:: PROBLEM ::
The word "deletions" occurs in some lines of the data. Return each such line.

:: SUPPLIED RECORDS ::
// Copyright (c) 2025 Erick Bourgeois, firestoned
// SPDX-License-Identifier: MIT

//! Command-line and environment configuration.
//!
//! Every setting can be passed as a flag or through the environment variable
//! named next to it, which is how the webhook is usually configured when it
//! runs as an external-dns sidecar.

use clap::builder::BoolishValueParser;
use clap::Parser;
use std::fmt;
use std::net::SocketAddr;

use crate::constants::{DEFAULT_HEALTH_ADDR, DEFAULT_WEBHOOK_ADDR};
use crate::domain_filter::DomainFilter;
use crate::ingress_class::IngressClassMap;

/// Webhook configuration.
#[derive(Parser, Clone)]
#[command(name = "unbound-webhook", version, about, long_about = None)]
pub struct Config {
    /// OPNsense host, with optional scheme and port (https is assumed)
    #[arg(long, env = "OPNSENSE_HOST")]
    pub opnsense_host: String,

    /// OPNsense API key
    #[arg(long, env = "OPNSENSE_API_KEY", hide_env_values = true)]
    pub opnsense_api_key: String,

    /// OPNsense API secret
    #[arg(long, env = "OPNSENSE_API_SECRET", hide_env_values = true)]
    pub opnsense_api_secret: String,

    /// Accept invalid TLS certificates from OPNsense
    #[arg(
        long,
        env = "OPNSENSE_SKIP_TLS_VERIFY",
        default_value_t = false,
        action = clap::ArgAction::Set,
        value_parser = BoolishValueParser::new()
    )]
    pub opnsense_skip_tls_verify: bool,

    /// Comma-separated domains to manage (empty manages every name)
    #[arg(long, env = "DOMAIN_FILTER", default_value = "")]
    pub domain_filter: String,

    /// Comma-separated domains never to manage
    #[arg(long, env = "EXCLUDE_DOMAINS", default_value = "")]
    pub exclude_domains: String,

    /// Ingress classes pinned to static addresses, e.g. "nginx=10.0.0.5,traefik=10.0.0.6"
    #[arg(long, env = "INGRESS_CLASS_MAPPING", default_value = "")]
    pub ingress_class_mapping: String,

    /// Listen address for the external-dns webhook API
    #[arg(long, env = "WEBHOOK_ADDR", default_value = DEFAULT_WEBHOOK_ADDR)]
    pub webhook_addr: SocketAddr,

    /// Listen address for health and metrics
    #[arg(long, env = "HEALTH_ADDR", default_value = DEFAULT_HEALTH_ADDR)]
    pub health_addr: SocketAddr,
}

impl fmt::Debug for Config {
    fn fmt(&self, f: &mut fmt::Formatter<'_>) -> fmt::Result {
        f.debug_struct("Config")
            .field("opnsense_host", &self.opnsense_host)
            .field("opnsense_api_key", &self.opnsense_api_key)
            .field("opnsense_api_secret", &"<redacted>")
            .field("opnsense_skip_tls_verify", &self.opnsense_skip_tls_verify)
            .field("domain_filter", &self.domain_filter)
            .field("exclude_domains", &self.exclude_domains)
            .field("ingress_class_mapping", &self.ingress_class_mapping)
            .field("webhook_addr", &self.webhook_addr)
            .field("health_addr", &self.health_addr)
            .finish()
    }
}

impl Config {
    /// Connection settings for the OPNsense API.
    #[must_use]
    pub fn opnsense(&self) -> OpnsenseConfig {
        OpnsenseConfig {
            host: self.opnsense_host.clone(),
            api_key: self.opnsense_api_key.clone(),
            api_secret: self.opnsense_api_secret.clone(),
            skip_tls_verify: self.opnsense_skip_tls_verify,
        }
    }

    #[must_use]
    pub fn domain_filter(&self) -> DomainFilter {
        DomainFilter::from_csv(&self.domain_filter, &self.exclude_domains)
    }

    /// Parse the ingress-class mapping. Malformed pairs are dropped.
    #[must_use]
    pub fn ingress_classes(&self) -> IngressClassMap {
        IngressClassMap::parse(&self.ingress_class_mapping)
    }
}

/// OPNsense API connection settings.
#[derive(Clone)]
pub struct OpnsenseConfig {
    /// Host, optionally with scheme and port
    pub host: String,
    pub api_key: String,
    pub api_secret: String,
    pub skip_tls_verify: bool,
}

impl fmt::Debug for OpnsenseConfig {
    fn fmt(&self, f: &mut fmt::Formatter<'_>) -> fmt::Result {
        f.debug_struct("OpnsenseConfig")
            .field("host", &self.host)
            .field("api_key", &self.api_key)
            .field("api_secret", &"<redacted>")
            .field("skip_tls_verify", &self.skip_tls_verify)
            .finish()
    }
}
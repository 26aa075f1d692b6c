// Copyright (c) 2025 Erick Bourgeois, firestoned
// SPDX-License-Identifier: MIT

//! Static ingress-class to address mapping.
//!
//! Operators pin an ingress class to a known address (for example a fronting
//! proxy) with a flat `class=address` list:
//!
//! ```text
//! INGRESS_CLASS_MAPPING="nginx=10.0.0.5,traefik=10.0.0.6"
//! ```

use std::collections::HashMap;

/// Mapping from ingress-class label to a static IP literal.
///
/// Built once at start-up and never mutated afterwards.
#[derive(Debug, Clone, Default, PartialEq, Eq)]
pub struct IngressClassMap {
    addresses: HashMap<String, String>,
}

impl IngressClassMap {
    /// Parse a `key=value,key=value` mapping.
    ///
    /// Whitespace around keys and values is trimmed. A pair that does not split
    /// into exactly two parts on `=` is dropped without error, and an empty
    /// string yields an empty map.
    ///
    /// # Example
    ///
    /// ```
    /// use unbound_webhook::IngressClassMap;
    ///
    /// let map = IngressClassMap::parse("nginx = 10.0.0.5, bad=1=2");
    /// assert_eq!(map.get("nginx"), Some("10.0.0.5"));
    /// assert_eq!(map.get("bad"), None);
    /// ```
    #[must_use]
    pub fn parse(mapping: &str) -> Self {
        if mapping.is_empty() {
            return Self::default();
        }

        let addresses = mapping
            .split(',')
            .filter_map(|pair| {
                let parts: Vec<&str> = pair.split('=').collect();
                match parts.as_slice() {
                    [class, address] => Some((class.trim().to_string(), address.trim().to_string())),
                    _ => None,
                }
            })
            .collect();

        Self { addresses }
    }

    /// Address pinned for an ingress class.
    #[must_use]
    pub fn get(&self, class: &str) -> Option<&str> {
        self.addresses.get(class).map(String::as_str)
    }

    #[must_use]
    pub fn len(&self) -> usize {
        self.addresses.len()
    }

    #[must_use]
    pub fn is_empty(&self) -> bool {
        self.addresses.is_empty()
    }
}

impl<K: Into<String>, V: Into<String>> FromIterator<(K, V)> for IngressClassMap {
    fn from_iter<I: IntoIterator<Item = (K, V)>>(iter: I) -> Self {
        Self {
            addresses: iter
                .into_iter()
                .map(|(class, address)| (class.into(), address.into()))
                .collect(),
        }
    }
}
// Copyright (c) 2025 Erick Bourgeois, firestoned
// SPDX-License-Identifier: MIT

//! Conversions between fully-qualified names and Unbound's hostname/domain pairs.
//!
//! Unbound host overrides store a record as a leftmost `hostname` label plus the
//! remaining `domain`, and report the record type with a human-readable suffix
//! such as `A (IPv4 address)`. These helpers translate between that shape and
//! the single FQDN and bare type token external-dns works with.

/// Split a FQDN on its first `.` into `(hostname, domain)`.
///
/// A name without any `.` yields an empty domain.
///
/// # Example
///
/// ```
/// use unbound_webhook::fqdn::split;
///
/// assert_eq!(split("www.example.com"), ("www", "example.com"));
/// assert_eq!(split("localhost"), ("localhost", ""));
/// ```
#[must_use]
pub fn split(fqdn: &str) -> (&str, &str) {
    fqdn.split_once('.').unwrap_or((fqdn, ""))
}

/// Join a hostname and domain with a single `.`.
///
/// The separator is always written, so an empty domain leaves a trailing dot.
///
/// # Example
///
/// ```
/// use unbound_webhook::fqdn::join;
///
/// assert_eq!(join("www", "example.com"), "www.example.com");
/// assert_eq!(join("host", ""), "host.");
/// ```
#[must_use]
pub fn join(hostname: &str, domain: &str) -> String {
    format!("{hostname}.{domain}")
}

/// Strip the descriptive suffix from an Unbound record type.
///
/// Returns everything before the first space, or the whole string when there is none.
///
/// # Example
///
/// ```
/// use unbound_webhook::fqdn::prune_type;
///
/// assert_eq!(prune_type("A (IPv4 address)"), "A");
/// assert_eq!(prune_type("CNAME"), "CNAME");
/// ```
#[must_use]
pub fn prune_type(unbound_type: &str) -> &str {
    unbound_type
        .split_once(' ')
        .map_or(unbound_type, |(token, _)| token)
}

/// Add the descriptive suffix Unbound shows for address records.
///
/// Only `A` and `AAAA` are embellished; every other type is returned unchanged.
#[must_use]
pub fn embellish_type(record_type: &str) -> String {
    match record_type {
        "A" => format!("{record_type} (IPv4 address)"),
        "AAAA" => format!("{record_type} (IPv6 address)"),
        _ => record_type.to_string(),
    }
}

#[cfg(test)]
#[path = "fqdn_tests.rs"]
mod fqdn_tests;
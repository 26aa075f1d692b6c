// Copyright (c) 2025 Erick Bourgeois, firestoned
// SPDX-License-Identifier: MIT

use anyhow::{Context, Result};
use clap::Parser;
use std::sync::Arc;
use tokio::net::TcpListener;
use tokio::sync::watch;
use tracing::{debug, error, info};
use unbound_webhook::{
    constants::TOKIO_WORKER_THREADS, webhook, Config, OpnsenseClient, UnboundProvider,
};

fn main() -> Result<()> {
    let config = Config::parse();

    // Build Tokio runtime with custom thread names
    let runtime = tokio::runtime::Builder::new_multi_thread()
        .worker_threads(TOKIO_WORKER_THREADS)
        .thread_name("unbound-webhook")
        .enable_all()
        .build()?;

    runtime.block_on(async_main(config))
}

async fn async_main(config: Config) -> Result<()> {
    init_tracing();

    info!("Starting Unbound webhook for external-dns");
    debug!("Configuration: {config:?}");

    let client = OpnsenseClient::new(&config.opnsense()).context("Failed to create OPNsense client")?;
    info!("OPNsense API at {}", client.base_url());

    let ingress_classes = config.ingress_classes();
    info!("Loaded {} ingress class mapping(s)", ingress_classes.len());

    let domain_filter = config.domain_filter();
    info!(
        include = ?domain_filter.include,
        exclude = ?domain_filter.exclude,
        "Domain filter configured"
    );

    let provider = Arc::new(UnboundProvider::new(
        Arc::new(client),
        domain_filter,
        ingress_classes,
    ));

    let webhook_listener = TcpListener::bind(config.webhook_addr)
        .await
        .with_context(|| format!("Failed to bind webhook listener on {}", config.webhook_addr))?;
    let health_listener = TcpListener::bind(config.health_addr)
        .await
        .with_context(|| format!("Failed to bind health listener on {}", config.health_addr))?;

    let (shutdown_tx, shutdown_rx) = watch::channel(false);

    let webhook_server = webhook::serve(
        webhook_listener,
        webhook::router(provider),
        wait_for_shutdown(shutdown_rx.clone()),
    );
    let health_server = webhook::serve(
        health_listener,
        webhook::health_router(),
        wait_for_shutdown(shutdown_rx),
    );
    let mut servers =
        tokio::spawn(async move { tokio::try_join!(webhook_server, health_server) });

    // Servers should never exit on their own - if one does, exit the main process
    let signal = tokio::select! {
        result = shutdown_signal() => result,
        result = &mut servers => {
            error!("CRITICAL: HTTP servers exited unexpectedly: {:?}", result);
            result.context("HTTP server task panicked")?.context("HTTP server failed")?;
            anyhow::bail!("HTTP servers exited unexpectedly without error")
        }
    };
    signal?;

    info!("Stopping HTTP servers...");
    shutdown_tx.send_replace(true);
    servers
        .await
        .context("HTTP server task panicked")?
        .context("HTTP server failed during shutdown")?;

    info!("Shutdown complete");
    Ok(())
}

/// Initialize logging.
///
/// Respects `RUST_LOG` if set, otherwise defaults to INFO level.
/// `RUST_LOG_FORMAT=json` switches to JSON output.
fn init_tracing() {
    let env_filter = tracing_subscriber::EnvFilter::try_from_default_env()
        .unwrap_or_else(|_| tracing_subscriber::EnvFilter::new("info"));

    let log_format = std::env::var("RUST_LOG_FORMAT").unwrap_or_else(|_| "text".to_string());

    match log_format.to_lowercase().as_str() {
        "json" => {
            tracing_subscriber::fmt()
                .with_env_filter(env_filter)
                .with_file(true)
                .with_line_number(true)
                .with_thread_names(true)
                .with_target(false)
                .json()
                .init();
        }
        _ => {
            tracing_subscriber::fmt()
                .with_env_filter(env_filter)
                .with_file(true)
                .with_line_number(true)
                .with_thread_names(true)
                .with_target(false)
                .with_ansi(true)
                .compact()
                .init();
        }
    }
}

/// Resolve once SIGINT or SIGTERM is received.
async fn shutdown_signal() -> Result<()> {
    #[cfg(unix)]
    {
        use tokio::signal::unix::{signal, SignalKind};

        let mut sigterm =
            signal(SignalKind::terminate()).context("Failed to install SIGTERM handler")?;

        tokio::select! {
            result = tokio::signal::ctrl_c() => {
                result.context("Failed to listen for SIGINT")?;
                info!("Received SIGINT, initiating graceful shutdown...");
            }
            _ = sigterm.recv() => {
                info!("Received SIGTERM (pod termination), initiating graceful shutdown...");
            }
        }
    }

    #[cfg(not(unix))]
    {
        tokio::signal::ctrl_c()
            .await
            .context("Failed to listen for SIGINT")?;
        info!("Received SIGINT, initiating graceful shutdown...");
    }

    Ok(())
}

/// Resolve once `true` is sent on the shutdown channel or the sender is dropped.
async fn wait_for_shutdown(mut shutdown: watch::Receiver<bool>) {
    let _ = shutdown.wait_for(|stopping| *stopping).await;
}
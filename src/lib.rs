// Copyright (c) 2025 Erick Bourgeois, firestoned
// SPDX-License-Identifier: MIT

//! # unbound-webhook - external-dns provider for OPNsense Unbound
//!
//! An external-dns webhook provider that keeps Kubernetes-derived DNS records in
//! sync with the host overrides of an OPNsense Unbound resolver.
//!
//! ## Overview
//!
//! external-dns computes the records a cluster should publish and talks to this
//! webhook over HTTP. The webhook:
//!
//! - Lists Unbound host overrides as external-dns endpoints
//! - Applies change sets: deletions first, then creations, then one reconfigure
//! - Restricts itself to the configured domain filter
//! - Rewrites CNAMEs of pinned ingress classes into A records
//!
//! ## Modules
//!
//! - [`endpoint`] - external-dns endpoint and change-set types
//! - [`host_override`] - Unbound host-override rows and translation
//! - [`client`] - OPNsense API client
//! - [`provider`] - Listing and change application
//! - [`webhook`] - external-dns HTTP surface
//! - [`config`] - Command-line and environment configuration
//!
//! ## Example
//!
//! ```rust
//! use unbound_webhook::{rewrite::cname_to_a, DomainFilter, Endpoint, IngressClassMap, RecordType};
//!
//! let filter = DomainFilter::from_csv("example.com", "");
//! let classes = IngressClassMap::parse("nginx=10.0.0.5");
//!
//! let endpoint = Endpoint::new("app.example.com", "CNAME", vec!["lb.example.com".into()])
//!     .with_label("kubernetes.io/ingress.class", "nginx");
//!
//! assert!(filter.match_name(&endpoint.dns_name));
//! assert_eq!(cname_to_a(&endpoint, &classes).record_type, RecordType::A);
//! ```

pub mod client;
pub mod config;
pub mod constants;
pub mod domain_filter;
pub mod endpoint;
pub mod errors;
pub mod fqdn;
pub mod host_override;
pub mod ingress_class;
pub mod metrics;
pub mod provider;
pub mod rewrite;
pub mod webhook;

pub use client::{HostOverrideClient, OpnsenseClient};
pub use config::Config;
pub use domain_filter::DomainFilter;
pub use endpoint::{Changes, Endpoint, RecordType};
pub use errors::{ApplyError, ClientError, RecordError};
pub use ingress_class::IngressClassMap;
pub use provider::UnboundProvider;
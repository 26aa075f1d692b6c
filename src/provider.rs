// Copyright (c) 2025 Erick Bourgeois, firestoned
// SPDX-License-Identifier: MIT

//! Reconciliation between external-dns and Unbound host overrides.
//!
//! [`UnboundProvider`] is stateless between calls. Each operation performs its
//! remote calls sequentially and returns after the last one, or after the first
//! failure. Callers serialize access themselves; external-dns drives one
//! reconciliation at a time.
//!
//! # Apply ordering
//!
//! [`UnboundProvider::apply_changes`] deletes before it creates, so a record that
//! changes target never collides with its stale copy in the store:
//!
//! 1. delete `UpdateOld` then `Delete`
//! 2. create `Create` then `UpdateNew`, each after the CNAME to A rewrite
//! 3. reconfigure Unbound once
//!
//! The first failure aborts the remaining steps. Mutations already performed are
//! not rolled back. Each mutation the store accepts is counted in the
//! host-override changes metric.

use std::borrow::Cow;
use std::sync::Arc;

use tracing::debug;

use crate::client::HostOverrideClient;
use crate::domain_filter::DomainFilter;
use crate::endpoint::{Changes, Endpoint};
use crate::errors::{ApplyError, ClientError};
use crate::ingress_class::IngressClassMap;
use crate::metrics;
use crate::rewrite::cname_to_a;

/// external-dns provider backed by an Unbound host-override store.
#[derive(Clone)]
pub struct UnboundProvider {
    client: Arc<dyn HostOverrideClient>,
    domain_filter: DomainFilter,
    ingress_classes: IngressClassMap,
}

impl std::fmt::Debug for UnboundProvider {
    fn fmt(&self, f: &mut std::fmt::Formatter<'_>) -> std::fmt::Result {
        f.debug_struct("UnboundProvider")
            .field("domain_filter", &self.domain_filter)
            .field("ingress_classes", &self.ingress_classes)
            .finish_non_exhaustive()
    }
}

impl UnboundProvider {
    /// Create a provider.
    ///
    /// `domain_filter` and `ingress_classes` are fixed for the provider's lifetime.
    #[must_use]
    pub fn new(
        client: Arc<dyn HostOverrideClient>,
        domain_filter: DomainFilter,
        ingress_classes: IngressClassMap,
    ) -> Self {
        Self {
            client,
            domain_filter,
            ingress_classes,
        }
    }

    /// Current records managed by this provider.
    ///
    /// Host overrides are translated to endpoints, names rejected by the domain
    /// filter are dropped, and the CNAME to A rewrite is applied. The store's
    /// order is preserved.
    ///
    /// # Errors
    ///
    /// Returns the client error unchanged if listing fails; no partial result is returned.
    pub async fn records(&self) -> Result<Vec<Endpoint>, ClientError> {
        debug!("records: retrieving records from opnsense");

        let hosts = self.client.list_host_overrides().await?;

        let endpoints: Vec<Endpoint> = hosts
            .iter()
            .map(|host| host.to_endpoint())
            .filter(|endpoint| self.domain_filter.match_name(&endpoint.dns_name))
            .map(|endpoint| self.rewrite(endpoint))
            .collect();

        debug!("records: retrieved: {endpoints:?}");

        Ok(endpoints)
    }

    /// Apply a change set: deletions, then creations, then one reconfigure.
    ///
    /// # Errors
    ///
    /// Returns [`ApplyError::Delete`] or [`ApplyError::Create`] for the first
    /// failing mutation, after which nothing else is attempted, and
    /// [`ApplyError::Reconfigure`] when every mutation succeeded but Unbound could
    /// not be reconfigured.
    pub async fn apply_changes(&self, changes: &Changes) -> Result<(), ApplyError> {
        for endpoint in changes.update_old.iter().chain(&changes.delete) {
            self.client
                .delete_host_override(endpoint)
                .await
                .map_err(|source| ApplyError::Delete {
                    dns_name: endpoint.dns_name.clone(),
                    record_type: endpoint.record_type.to_string(),
                    source,
                })?;
            metrics::record_host_override_change("delete", endpoint.record_type.as_str());
        }

        for endpoint in changes.create.iter().chain(&changes.update_new) {
            let endpoint = cname_to_a(endpoint, &self.ingress_classes);

            self.client
                .create_host_override(&endpoint)
                .await
                .map_err(|source| ApplyError::Create {
                    dns_name: endpoint.dns_name.clone(),
                    record_type: endpoint.record_type.to_string(),
                    source,
                })?;
            metrics::record_host_override_change("create", endpoint.record_type.as_str());
        }

        self.client
            .reconfigure()
            .await
            .map_err(|source| ApplyError::Reconfigure { source })
    }

    /// Rewrite desired endpoints the way [`apply_changes`](Self::apply_changes) will.
    ///
    /// external-dns then plans against the A record Unbound ends up holding rather
    /// than the CNAME it was asked for, so mapped records do not show a change on
    /// every cycle.
    #[must_use]
    pub fn adjust_endpoints(&self, endpoints: Vec<Endpoint>) -> Vec<Endpoint> {
        endpoints
            .into_iter()
            .map(|endpoint| self.rewrite(endpoint))
            .collect()
    }

    fn rewrite(&self, endpoint: Endpoint) -> Endpoint {
        let rewritten = match cname_to_a(&endpoint, &self.ingress_classes) {
            Cow::Owned(rewritten) => Some(rewritten),
            Cow::Borrowed(_) => None,
        };
        rewritten.unwrap_or(endpoint)
    }

    /// The domain filter this provider was built with.
    #[must_use]
    pub const fn domain_filter(&self) -> &DomainFilter {
        &self.domain_filter
    }
}

#[cfg(test)]
#[path = "provider_tests.rs"]
mod provider_tests;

:: SOLUTION FOR THIS TASK ::
//! - Applies change sets: deletions first, then creations, then one reconfigure
    /// Apply a change set: deletions, then creations, then one reconfigure.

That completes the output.